过渡、短暂与偶然

  当我在兰州的时候,买到了《恶之花》的郭宏安译本。那些敏锐与奇异的意象,并不能吸引我。反倒是波德莱尔的动荡一生,激起我对他的记忆。
  浪荡子,这是他诗歌所关注的形象并且乐于以这种形象来称颂自己。但现在看来,这些都不是重点。他的地位,在我的感知中却越来越被一个批评者的形象代替。尽管我记得他的《信天翁》:

  诗人啊就好像这位云中之君,
  出没于暴风雨,敢把弓手笑看;
  一旦落地,就被嘘声围得紧紧,
  长羽大翼,反而使它步履艰难。

  诗歌的感知离不开对语言的接受,法语诗歌很难让我感知到其中的美妙,不独波德莱尔,即以马拉美的诗歌同样如此。

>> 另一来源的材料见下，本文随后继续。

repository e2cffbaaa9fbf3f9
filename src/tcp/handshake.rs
//! Plain (unsigned) RTMP handshake, client side.
//!
//! ```text
//! client                         server
//!   C0 (version) + C1 (1536B)  ->
//!                              <-  S0 (version) + S1 (1536B)
//!   C2 (echo of S1)            ->
//!                              <-  S2 (echo of C1)
//! ```
//!
//! C1/S1 layout: time (4B BE), zero (4B), random (1528B).

use byteorder::{BigEndian, ByteOrder};
use rand::RngCore;
use tokio::io::{AsyncRead, AsyncReadExt, AsyncWrite, AsyncWriteExt};
use tracing::{debug, warn};

use crate::types::RtmpError;

pub const RTMP_VERSION: u8 = 3;
pub const HANDSHAKE_SIZE: usize = 1536;

/// Run the client half of the handshake on a freshly opened stream.
pub async fn handshake<S>(stream: &mut S) -> Result<(), RtmpError>
where
    S: AsyncRead + AsyncWrite + Unpin,
{
    let mut c0c1 = vec![0u8; 1 + HANDSHAKE_SIZE];
    c0c1[0] = RTMP_VERSION;
    BigEndian::write_u32(&mut c0c1[1..5], 0);
    rand::thread_rng().fill_bytes(&mut c0c1[9..]);

    stream.write_all(&c0c1).await?;
    stream.flush().await?;
    debug!("sent C0+C1");

    let mut s0 = [0u8; 1];
    stream.read_exact(&mut s0).await?;
    if s0[0] != RTMP_VERSION {
        return Err(RtmpError::Handshake(format!(
            "unsupported server version {}",
            s0[0]
        )));
    }

    let mut s1 = vec![0u8; HANDSHAKE_SIZE];
    stream.read_exact(&mut s1).await?;
    debug!("received S0+S1, server time {}", BigEndian::read_u32(&s1[0..4]));

    stream.write_all(&s1).await?;
    stream.flush().await?;
    debug!("sent C2");

    let mut s2 = vec![0u8; HANDSHAKE_SIZE];
    stream.read_exact(&mut s2).await?;
    if s2[8..] != c0c1[9..] {
        warn!("server S2 does not echo C1");
    }
    debug!("received S2");

    Ok(())
}
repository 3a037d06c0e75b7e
//! Storage connector trait
//!
//! A connector knows how to open a session against one kind of backend,
//! health-check it, and move its schema up or down. Two implementations:
//! - [`PostgresConnector`](super::PostgresConnector) for the live database
//! - [`MockConnector`](super::MockConnector) backed by the expectation engine

use std::fmt;
use std::sync::Arc;

use async_trait::async_trait;

use super::Database;
use crate::error::DbResult;

/// Connector steps, in the order the orchestrator calls them
#[derive(Debug, Clone, Copy, PartialEq, Eq, Hash)]
pub enum ConnectorStep {
    Open,
    Ping,
    MigrateDown,
    MigrateUp,
}

impl ConnectorStep {
    pub fn as_str(&self) -> &'static str {
        match self {
            Self::Open => "open",
            Self::Ping => "ping",
            Self::MigrateDown => "migrate_down",
            Self::MigrateUp => "migrate_up",
        }
    }
}

impl fmt::Display for ConnectorStep {
    fn fmt(&self, f: &mut fmt::Formatter<'_>) -> fmt::Result {
        f.write_str(self.as_str())
    }
}

/// Capability interface every storage backend implements.
///
/// Migrations are applied in strictly increasing version order and
/// reverted in the reverse order. A migration that fails half way leaves
/// the schema in whatever state the backend reached; nothing here tries
/// to repair it.
#[async_trait]
pub trait Connector: Send + Sync {
    /// Concrete session type handed out by `open`
    type Handle: Database + Clone + 'static;

    /// Establish a session. Fails with `DbError::Connection` on a
    /// malformed connection string or unreachable backend.
    async fn open(&self, connection_string: &str) -> DbResult<Self::Handle>;

    /// Verify liveness. Fails with `DbError::Connection` when unreachable.
    async fn ping(&self, handle: &Self::Handle) -> DbResult<()>;

    /// Revert every applied migration. Nothing applied is not an error.
    async fn migrate_down(&self, handle: &Self::Handle) -> DbResult<()>;

    /// Apply every pending migration. Already current is not an error.
    async fn migrate_up(&self, handle: &Self::Handle) -> DbResult<()>;
}

#[async_trait]
impl<C: Connector + ?Sized> Connector for Arc<C> {
    type Handle = C::Handle;

    async fn open(&self, connection_string: &str) -> DbResult<Self::Handle> {
        (**self).open(connection_string).await
    }

    async fn ping(&self, handle: &Self::Handle) -> DbResult<()> {
        (**self).ping(handle).await
    }

    async fn migrate_down(&self, handle: &Self::Handle) -> DbResult<()> {
        (**self).migrate_down(handle).await
    }

    async fn migrate_up(&self, handle: &Self::Handle) -> DbResult<()> {
        (**self).migrate_up(handle).await
    }
}
//! Repository implementations for database access
//!
//! Repositories borrow a [`DbContext`](super::DbContext), build their SQL
//! through its shared statement builder and run it on its handle.

pub mod users;

pub use users::UserRepo;
//! Validation error types

use std::fmt;

/// A single field that failed validation
#[derive(Debug, Clone, PartialEq, Eq)]
pub enum ValidationError {
    /// Field is empty when it shouldn't be
    Empty { field: &'static str },

    /// Field exceeds maximum length
    TooLong { field: &'static str, max: usize },

    /// String doesn't match required format (e.g., email)
    InvalidFormat { field: &'static str, reason: &'static str },

    /// Invalid enum variant
    InvalidVariant { field: &'static str, value: String },
}

impl ValidationError {
    /// Name of the offending field, as it appears in JSON
    pub fn field(&self) -> &'static str {
        match self {
            Self::Empty { field }
            | Self::TooLong { field, .. }
            | Self::InvalidFormat { field, .. }
            | Self::InvalidVariant { field, .. } => field,
        }
    }
}

impl fmt::Display for ValidationError {
    fn fmt(&self, f: &mut fmt::Formatter<'_>) -> fmt::Result {
        match self {
            Self::Empty { field } => write!(f, "{} is required", field),
            Self::TooLong { field, max } => {
                write!(f, "{} exceeds maximum length of {} characters", field, max)
            }
            Self::InvalidFormat { field, reason } => {
                write!(f, "{}: {}", field, reason)
            }
            Self::InvalidVariant { field, value } => {
                write!(f, "invalid {} value: '{}'", field, value)
            }
        }
    }
}

impl std::error::Error for ValidationError {}

/// Every field failure found in one payload
#[derive(Debug, Clone, Default, PartialEq, Eq)]
pub struct ValidationErrors(Vec<ValidationError>);

impl ValidationErrors {
    pub fn new() -> Self {
        Self::default()
    }

    pub fn push(&mut self, err: ValidationError) {
        self.0.push(err);
    }

    pub fn is_empty(&self) -> bool {
        self.0.is_empty()
    }

    pub fn errors(&self) -> &[ValidationError] {
        &self.0
    }

    /// `Ok(())` when nothing was collected
    pub fn into_result(self) -> Result<(), Self> {
        if self.is_empty() {
            Ok(())
        } else {
            Err(self)
        }
    }
}

impl From<ValidationError> for ValidationErrors {
    fn from(err: ValidationError) -> Self {
        Self(vec![err])
    }
}

impl fmt::Display for ValidationErrors {
    fn fmt(&self, f: &mut fmt::Formatter<'_>) -> fmt::Result {
        let messages: Vec<String> = self.0.iter().map(ToString::to_string).collect();
        f.write_str(&messages.join("; "))
    }
}

impl std::error::Error for ValidationErrors {}
//! Database layer - connectors, handles, startup and repositories
//!
//! # Design Principles
//!
//! - Backends plug in through the `Connector` trait (live Postgres, mock)
//! - Above the connector everything goes through `Arc<dyn Database>`
//! - SQL text comes from one shared `StatementBuilder`, never hand-formatted
//! - Concurrency is the pool's job; this layer holds no locks of its own

pub mod connector;
pub mod database;
pub mod init;
pub mod mock;
pub mod pool;
pub mod postgres;
pub mod repos;
pub mod sql;

pub use connector::{Connector, ConnectorStep};
pub use database::{Database, Row};
pub use init::{DbContext, InitError, InitOptions, InitStage, Initializer};
pub use mock::{MockConnector, MockDatabase};
pub use pool::{create_pool, PoolSettings};
pub use postgres::{PgDatabase, PostgresConnector, DEFAULT_MIGRATIONS_DIR};
pub use repos::UserRepo;
pub use sql::{Placeholder, Statement, StatementBuilder, Value};
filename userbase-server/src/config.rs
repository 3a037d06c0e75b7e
//! Database configuration loading
//!
//! Configuration is loaded from environment variables:
//! - `DATABASE_URL`: backend connection string (required, never defaulted)

use crate::error::{DbError, DbResult};

/// Name of the variable holding the connection string
pub const DATABASE_URL_VAR: &str = "DATABASE_URL";

/// Database configuration
#[derive(Clone)]
pub struct DatabaseConfig {
    database_url: String,
}

impl DatabaseConfig {
    /// Create config from environment variables
    pub fn from_env() -> DbResult<Self> {
        Self::from_lookup(|key| std::env::var(key).ok())
    }

    /// Create config from an arbitrary key lookup (for testing)
    pub fn from_lookup<F>(lookup: F) -> DbResult<Self>
    where
        F: Fn(&str) -> Option<String>,
    {
        match lookup(DATABASE_URL_VAR) {
            Some(url) if !url.trim().is_empty() => Ok(Self { database_url: url }),
            _ => Err(DbError::config(format!(
                "{DATABASE_URL_VAR} environment variable is not set"
            ))),
        }
    }

    /// Create config with an explicit connection string
    pub fn with_url(database_url: impl Into<String>) -> DbResult<Self> {
        let database_url = database_url.into();
        Self::from_lookup(move |_| Some(database_url.clone()))
    }

    pub fn database_url(&self) -> &str {
        &self.database_url
    }
}

// Connection strings usually carry a password.
impl std::fmt::Debug for DatabaseConfig {
    fn fmt(&self, f: &mut std::fmt::Formatter<'_>) -> std::fmt::Result {
        f.debug_struct("DatabaseConfig")
            .field("database_url", &"<redacted>")
            .finish()
    }
}
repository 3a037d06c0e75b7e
//! User endpoints
//!
//! The username pre-check before a write is not transactional; the
//! unique index on `users.user_name` catches the races it misses and
//! those surface as the same 409.

use std::sync::Arc;

use axum::{
    extract::State,
    http::StatusCode,
    routing::{get, put},
    Json, Router,
};

use crate::db::UserRepo;
use crate::http::error::ApiError;
use crate::http::extractors::{JsonBody, UserId};
use crate::http::server::AppState;
use crate::models::User;

/// Confirmation body for DELETE
pub const USER_DELETED: &str = "User deleted";

/// GET /users - list all users
async fn list_users(State(state): State<Arc<AppState>>) -> Result<Json<Vec<User>>, ApiError> {
    let users = UserRepo::new(&state.db).list().await?;
    Ok(Json(users))
}

/// POST /users - create a user
async fn create_user(
    State(state): State<Arc<AppState>>,
    JsonBody(mut user): JsonBody<User>,
) -> Result<(StatusCode, Json<User>), ApiError> {
    user.validate()?;

    let repo = UserRepo::new(&state.db);
    if repo.find_by_username(&user.user_name).await?.is_some() {
        return Err(ApiError::username_taken());
    }

    user.user_id = repo.insert(&user).await?;
    tracing::info!(user_id = user.user_id, user_name = %user.user_name, "user created");

    Ok((StatusCode::CREATED, Json(user)))
}

/// PUT /users/{id} - replace a user
async fn update_user(
    State(state): State<Arc<AppState>>,
    UserId(id): UserId,
    JsonBody(mut user): JsonBody<User>,
) -> Result<Json<User>, ApiError> {
    user.validate()?;

    let repo = UserRepo::new(&state.db);
    if let Some(existing) = repo.find_by_username(&user.user_name).await? {
        if existing.user_id != id {
            return Err(ApiError::username_taken());
        }
    }

    let affected = repo.update(id, &user).await?;
    if affected == 0 {
        tracing::debug!(user_id = id, "update matched no rows");
    }

    user.user_id = id;
    Ok(Json(user))
}

/// DELETE /users/{id} - remove a user
async fn delete_user(
    State(state): State<Arc<AppState>>,
    UserId(id): UserId,
) -> Result<Json<&'static str>, ApiError> {
    let affected = UserRepo::new(&state.db).delete(id).await?;
    tracing::info!(user_id = id, affected, "user deleted");
    Ok(Json(USER_DELETED))
}

/// User routes
pub fn router() -> Router<Arc<AppState>> {
    Router::new()
        .route("/users", get(list_users).post(create_user))
        .route("/users/{id}", put(update_user).delete(delete_user))
}
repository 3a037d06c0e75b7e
//! Tracing setup for the userbase CLI
//!
//! Usage:
//!   userbase --debug serve             # Debug logging to console
//!   RUST_LOG=userbase_server=debug ... # Fine-grained log control
//!
//! Environment variables:
//!   RUST_LOG                           # Log filter (default: info)

use anyhow::{anyhow, Result};
use tracing_subscriber::EnvFilter;

/// Tracing configuration options
#[derive(Debug, Clone, Default)]
pub struct TracingConfig {
    /// Enable debug logging (used when RUST_LOG is not set)
    pub debug: bool,
}

/// Initialize console tracing
pub fn init_tracing(config: &TracingConfig) -> Result<()> {
    let default_level = if config.debug { "debug" } else { "info" };
    let filter =
        EnvFilter::try_from_default_env().unwrap_or_else(|_| EnvFilter::new(default_level));

    tracing_subscriber::fmt()
        .with_env_filter(filter)
        .with_target(config.debug) // Show targets in debug mode
        .compact()
        .try_init()
        .map_err(|err| anyhow!(err))
}
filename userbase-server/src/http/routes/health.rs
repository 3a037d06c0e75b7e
//! Health check endpoint

use std::sync::Arc;

use axum::{extract::State, http::StatusCode, routing::get, Json, Router};
use serde::Serialize;

use crate::http::server::AppState;

/// Health check response
#[derive(Debug, Serialize)]
pub struct HealthResponse {
    pub status: &'static str,
    pub version: &'static str,
    pub database: &'static str,
}

/// GET /health
async fn health(State(state): State<Arc<AppState>>) -> (StatusCode, Json<HealthResponse>) {
    match state.db.db().ping().await {
        Ok(()) => (
            StatusCode::OK,
            Json(HealthResponse {
                status: "ok",
                version: env!("CARGO_PKG_VERSION"),
                database: "up",
            }),
        ),
        Err(e) => {
            tracing::warn!(error = %e, "health check ping failed");
            (
                StatusCode::SERVICE_UNAVAILABLE,
                Json(HealthResponse {
                    status: "degraded",
                    version: env!("CARGO_PKG_VERSION"),
                    database: "down",
                }),
            )
        }
    }
}

/// Health routes
pub fn router() -> Router<Arc<AppState>> {
    Router::new().route("/health", get(health))
}

#[cfg(test)]
mod tests {
    use super::*;
    use crate::db::{DbContext, MockDatabase};

    fn state(mock: &MockDatabase) -> State<Arc<AppState>> {
        State(Arc::new(AppState {
            db: DbContext::new(Arc::new(mock.clone())),
        }))
    }

    #[tokio::test]
    async fn health_returns_ok() {
        let mock = MockDatabase::new();
        let (status, Json(body)) = health(state(&mock)).await;
        assert_eq!(status, StatusCode::OK);
        assert_eq!(body.status, "ok");
        assert_eq!(body.database, "up");
    }

    #[tokio::test]
    async fn closed_database_is_degraded() {
        let mock = MockDatabase::new();
        let s = state(&mock);
        s.0.db.close().await;

        let (status, Json(body)) = health(s).await;
        assert_eq!(status, StatusCode::SERVICE_UNAVAILABLE);
        assert_eq!(body.database, "down");
    }
}
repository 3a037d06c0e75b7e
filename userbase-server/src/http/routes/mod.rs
//! Route handlers organized by resource

pub mod health;
pub mod users;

或许和个性有关,或许和法语转译后的面目有关。
  但《恶之花》仍然是可读的,里面的十四行曾经让我反复阅读,在我研习十四行诗歌的时候,波德莱尔对巴黎的描述诗歌展示了这种诗体高超的技艺。
  不过我仍然愿意称颂他对现代性的敏感,他说:“现代性就是过渡、短暂、偶然,就是艺术的一半,另一般是永恒和不变。”
  而现在,诗人该注目的,恰恰是这过渡、短暂与偶然。